Since charge density is same , we can write that,

$\sigma =\frac{q_1}{4\pi R^2}=\frac{q_2}{4\pi (2R{)}^2}$

So, $q_1+q_2=\sigma 4\pi R^2+\sigma 4\pi (2R{)}^2$

$q_1+q_2=20\sigma \pi R^2....\left(1\right)$

Let, final charge on them are $q_1^{\prime }$ and $q_2^{\prime }$ respectively.

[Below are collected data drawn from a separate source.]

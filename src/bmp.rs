//! 4-bit indexed BMP writer.

use std::{
	convert::TryFrom,
	fs::File,
	io::{self, BufWriter, Write},
	path::Path,
};

use crate::{grid::Grid, palette::PALETTE};

const FILE_HEADER_LEN: u32 = 14;
const INFO_HEADER_LEN: u32 = 40;
const PALETTE_LEN: u32 = 16 * 4;
const PIXELS_PER_METER: u32 = 2835;

fn row_stride(width: usize) -> usize {
	let packed = (width + 1) / 2;
	packed + (4 - packed % 4) % 4
}

/// Encodes `pixels` (palette indices 0..=15) as a 16-color bitmap.
///
/// Grid row 0 is written first, so with the positive height in the header
/// it is the bottom row of the displayed image.
pub fn encode<W: Write>(mut out: W, pixels: &Grid<u8>) -> io::Result<()> {
	if let Some(bad) = pixels.cells().iter().find(|&&p| p > 15) {
		return Err(io::Error::new(io::ErrorKind::InvalidInput, format!("palette index {} out of range", bad)));
	}
	let too_large = || io::Error::new(io::ErrorKind::InvalidInput, "image too large for BMP");
	let width = pixels.width();
	let stride = row_stride(width);
	let data_len = stride.checked_mul(pixels.height()).ok_or_else(too_large)?;
	let offset = FILE_HEADER_LEN + INFO_HEADER_LEN + PALETTE_LEN;
	let data_len = u32::try_from(data_len).map_err(|_| too_large())?;
	let file_len = offset.checked_add(data_len).ok_or_else(too_large)?;
	let w = i32::try_from(width).map_err(|_| too_large())?;
	let h = i32::try_from(pixels.height()).map_err(|_| too_large())?;

	out.write_all(b"BM")?;
	out.write_all(&file_len.to_le_bytes())?;
	out.write_all(&0u32.to_le_bytes())?;
	out.write_all(&offset.to_le_bytes())?;

	out.write_all(&INFO_HEADER_LEN.to_le_bytes())?;
	out.write_all(&w.to_le_bytes())?;
	out.write_all(&h.to_le_bytes())?;
	out.write_all(&1u16.to_le_bytes())?;
	out.write_all(&4u16.to_le_bytes())?;
	out.write_all(&0u32.to_le_bytes())?;
	out.write_all(&data_len.to_le_bytes())?;
	out.write_all(&PIXELS_PER_METER.to_le_bytes())?;
	out.write_all(&PIXELS_PER_METER.to_le_bytes())?;
	out.write_all(&16u32.to_le_bytes())?;
	out.write_all(&0u32.to_le_bytes())?;

	for [r, g, b] in PALETTE.iter() {
		out.write_all(&[*b, *g, *r, 0])?;
	}

	let mut line = vec![0u8; stride];
	for row in pixels.rows() {
		for b in line.iter_mut() {
			*b = 0;
		}
		for (i, pair) in row.chunks(2).enumerate() {
			let hi = pair[0];
			let lo = pair.get(1).copied().unwrap_or(0);
			line[i] = (hi << 4) | lo;
		}
		out.write_all(&line)?;
	}
	Ok(())
}

pub fn write(path: &Path, pixels: &Grid<u8>) -> io::Result<()> {
	let mut out = BufWriter::new(File::create(path)?);
	encode(&mut out, pixels)?;
	out.flush()
}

From conservation of charge principle,

$q_1^{{}^{\prime }}+q_2^{{}^{\prime }}=q_1+q_2=\sigma 20\pi R^2\dots \dots \left(2\right)$

Potentials are same after connecting. So we can write that,

$V_1^{{}^{\prime }}=V_2^{{}^{\prime }}$

$\Rightarrow \frac{1}{4\pi {ϵ}_0}\frac{q_1^{{}^{\prime }}}{R}=\frac{1}{4\pi {ϵ}_0}\frac{q_2^{{}^{\prime }}}{2R}$

$\Rightarrow q_1^{{}^{\prime }}=\frac{q_2^{{}^{\prime }}}{2}$

Substituting it in equation $\left(2\right)$ we get

$\frac{q_2^{{}^{\prime }}}{2}+q_2^{{}^{\prime }}=\sigma 20\pi R^2$

Let the new chrage density is ${\sigma }_2^{\prime }$. So,
$q_2^{\prime }=4\pi (2R{)}^2{\sigma }_2^{\prime }$. Substituting this in the above equation we get,

$\frac{3}{2}\times {\sigma }_2^{{}^{\prime }}\times 4\pi \times 4R^2=\sigma \times 20\times \pi \times R^2$

$\therefore {\sigma }_2^{{}^{\prime }}=\frac{5}{6}\sigma$

Hence, option (c) is correct answer.